Arrays are just an $n$-dimensional extension of matrices and are defined by adding the appropriate dimension sizes.

:::: {.columns .small}
::: {.column width='50%'}
```{r}
array(1:8, dim = c(2,2,2))
```
:::
::: {.column width='50%'}
```{r}
array(letters[1:6], dim = c(2,1,3))
```
:::
::::


# Data Frames

## Data Frames

A data frame is how R handles heterogeneous tabular data (i.e. a table of rows and columns) and is one of the most commonly used data structure in R.


::: {.medium}
```{r}
(df = data.frame(
  x = 1:3, 
  y = c("a", "b", "c"),
  z = c(TRUE)
))
```
:::

. . .

R represents data frames using a *list* of equal length *vectors*.

::: {.medium}
```{r}
str(df)
```
:::

## Data Frame Structure

:::: {.columns}
::: {.column width='50%'}
```{r}
typeof(df)
class(df)
attributes(df)
```
:::
::: {.column width='50%' .fragment}
```{r}
str(unclass(df))
```
:::
::::


## Build your own data.frame

```{r}
df = list(x = 1:3, y = c("a", "b", "c"), z = c(TRUE, TRUE, TRUE))
```

. . .

:::: {.columns}
::: {.column width='50%'}
```{r}
attr(df,"class") = "data.frame"
df
```
:::
::: {.column width='50%'}
```{r}
attr(df,"row.names") = 1:3
df
```
:::
::::

. . .

```{r}
str(df)
is.data.frame(df)
```


## Strings (Characters) vs Factors

Previous to R v4.0, the default behavior of data frames was to convert character data into factors.
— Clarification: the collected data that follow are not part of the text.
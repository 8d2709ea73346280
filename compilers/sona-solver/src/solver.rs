use sona_parser::{ContainsWord, Sentence};
use sona_protocol::Word;
use thiserror::Error;
use tracing::debug;

/// The question word a fact may fill in.
pub const SEME: &str = "seme";

#[derive(Debug, Clone, PartialEq, Eq, Error)]
pub enum SolverError {
    #[error("nothing known answers '{question}'")]
    Unknown { question: String },
}

/// Same tree, punctuation aside: `mi li moku.` and `mi li moku!` are equivalent.
pub fn equivalent(a: &Sentence, b: &Sentence) -> bool {
    a.without_punctuation() == b.without_punctuation()
}

pub fn contains_word(sentence: &Sentence, word: &str) -> bool {
    sentence.contains(&Word::from(word))
}

/// Binds a question against a fact.
///
/// An equivalent fact answers itself. Otherwise every `seme` in the question may stand
/// for exactly one word of the fact, segment by segment; all other words must match.
pub fn bind_seme<'f>(fact: &'f Sentence, question: &Sentence) -> Option<&'f Sentence> {
    if equivalent(fact, question) {
        return Some(fact);
    }
    if !contains_word(question, SEME) {
        return None;
    }

    // 1. Same shape: as many subjects and predicates on both sides
    let facts = fact.segments();
    let questions = question.segments();
    if facts.len() != questions.len() {
        return None;
    }

    // 2. Word by word, seme matching anything
    let bound = facts.iter().zip(&questions).all(|(fact_segment, question_segment)| {
        let known = fact_segment.words();
        let asked = question_segment.words();
        known.len() == asked.len()
            && known
                .iter()
                .zip(&asked)
                .all(|(known, asked)| asked.as_str() == SEME || known == asked)
    });

    if bound {
        debug!(fact = %fact, question = %question, "seme bound");
        Some(fact)
    } else {
        None
    }
}

/// Sentences held to be true, asked in the order they were told.
#[derive(Debug, Default)]
pub struct Facts {
    sentences: Vec<Sentence>,
}

impl Facts {
    pub fn new() -> Self {
        Self::default()
    }

    pub fn tell(&mut self, sentence: Sentence) {
        self.sentences.push(sentence);
    }

    pub fn len(&self) -> usize {
        self.sentences.len()
    }

    pub fn is_empty(&self) -> bool {
        self.sentences.is_empty()
    }

    /// The first fact that binds the question.
    pub fn ask(&self, question: &Sentence) -> Result<&Sentence, SolverError> {
        self.sentences
            .iter()
            .find_map(|fact| bind_seme(fact, question))
            .ok_or_else(|| SolverError::Unknown {
                question: question.to_string(),
            })
    }
}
Sometimes this was useful, but mostly it wasn't.

It is important to know what type/class you are working with. This behavior can be changed using the `stringsAsFactors` argument to `data.frame` and related functions (e.g. `read.csv`, `read.table`, etc.).

:::: {.columns .small}
::: {.column width='50%'}
```{r}
df = data.frame(x = 1:3, y = c("a", "b", "c"), 
                stringsAsFactors = TRUE)
df
str(df)
```
:::

::: {.column width='50%'}
```{r}
df = data.frame(x = 1:3, y = c("a", "b", "c"), 
                stringsAsFactors = FALSE)
df
str(df)
```
:::
::::


## Length Coercion

For data frames on creation the lengths of the component vectors will be coerced to match, however if they not multiples then there will be an error (previously this produced a warning).

```{r error=TRUE}
data.frame(x = 1:3, y = c("a"))
```

. . .

```{r error=TRUE}
data.frame(x = 1:3, y = c("a","b"))
```

. . .

```{r error=TRUE}
data.frame(x = 1:3, y = character())
```


# Subsetting

## Subsetting in General

R has three subsetting operators (`[`, `[[`, and `$`). The behavior of these operators will depend on the object (class) they are being used with.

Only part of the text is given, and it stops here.